* [YOUR OBJECTIVE]
Starting at the top of the records, output every line through the one that contains "pub enum AnalyticsError", keeping each exactly as it appears.

##### SUPPLIED MATERIAL #####

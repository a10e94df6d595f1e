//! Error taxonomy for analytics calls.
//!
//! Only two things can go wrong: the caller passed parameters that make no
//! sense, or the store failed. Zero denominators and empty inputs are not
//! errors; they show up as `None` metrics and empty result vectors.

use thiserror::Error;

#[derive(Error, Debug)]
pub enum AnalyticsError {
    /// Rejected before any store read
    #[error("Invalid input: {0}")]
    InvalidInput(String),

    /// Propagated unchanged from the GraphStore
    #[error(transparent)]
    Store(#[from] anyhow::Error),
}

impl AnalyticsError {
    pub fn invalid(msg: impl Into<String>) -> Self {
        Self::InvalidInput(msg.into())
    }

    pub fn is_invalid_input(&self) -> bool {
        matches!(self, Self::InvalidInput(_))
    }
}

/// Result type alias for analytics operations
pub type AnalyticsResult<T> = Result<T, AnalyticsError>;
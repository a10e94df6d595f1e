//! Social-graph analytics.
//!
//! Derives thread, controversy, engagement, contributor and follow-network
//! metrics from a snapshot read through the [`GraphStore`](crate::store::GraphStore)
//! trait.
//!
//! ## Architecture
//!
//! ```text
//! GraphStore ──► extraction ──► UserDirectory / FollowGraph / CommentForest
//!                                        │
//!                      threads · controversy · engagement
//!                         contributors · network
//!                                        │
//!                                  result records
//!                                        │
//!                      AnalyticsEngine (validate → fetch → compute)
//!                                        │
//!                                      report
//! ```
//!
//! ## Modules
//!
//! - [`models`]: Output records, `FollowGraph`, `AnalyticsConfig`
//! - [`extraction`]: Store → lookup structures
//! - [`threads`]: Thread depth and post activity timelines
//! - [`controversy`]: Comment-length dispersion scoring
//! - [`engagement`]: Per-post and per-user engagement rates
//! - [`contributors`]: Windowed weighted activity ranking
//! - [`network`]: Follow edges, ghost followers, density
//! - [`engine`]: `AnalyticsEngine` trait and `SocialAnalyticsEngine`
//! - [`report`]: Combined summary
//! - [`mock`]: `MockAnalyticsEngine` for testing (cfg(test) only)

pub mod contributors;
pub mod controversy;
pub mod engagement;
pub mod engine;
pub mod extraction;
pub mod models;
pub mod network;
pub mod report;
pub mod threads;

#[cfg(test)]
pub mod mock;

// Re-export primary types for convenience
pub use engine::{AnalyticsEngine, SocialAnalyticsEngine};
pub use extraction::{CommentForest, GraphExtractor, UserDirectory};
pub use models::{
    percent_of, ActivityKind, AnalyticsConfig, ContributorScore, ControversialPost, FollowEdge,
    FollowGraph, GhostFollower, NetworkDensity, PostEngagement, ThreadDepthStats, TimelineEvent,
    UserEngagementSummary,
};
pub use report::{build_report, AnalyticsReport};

#####

* [ANSWER]
repository a10e94df6d595f1e
//! Error taxonomy for analytics calls.
//!
//! Only two things can go wrong: the caller passed parameters that make no
//! sense, or the store failed. Zero denominators and empty inputs are not
//! errors; they show up as `None` metrics and empty result vectors.

use thiserror::Error;

#[derive(Error, Debug)]
pub enum AnalyticsError {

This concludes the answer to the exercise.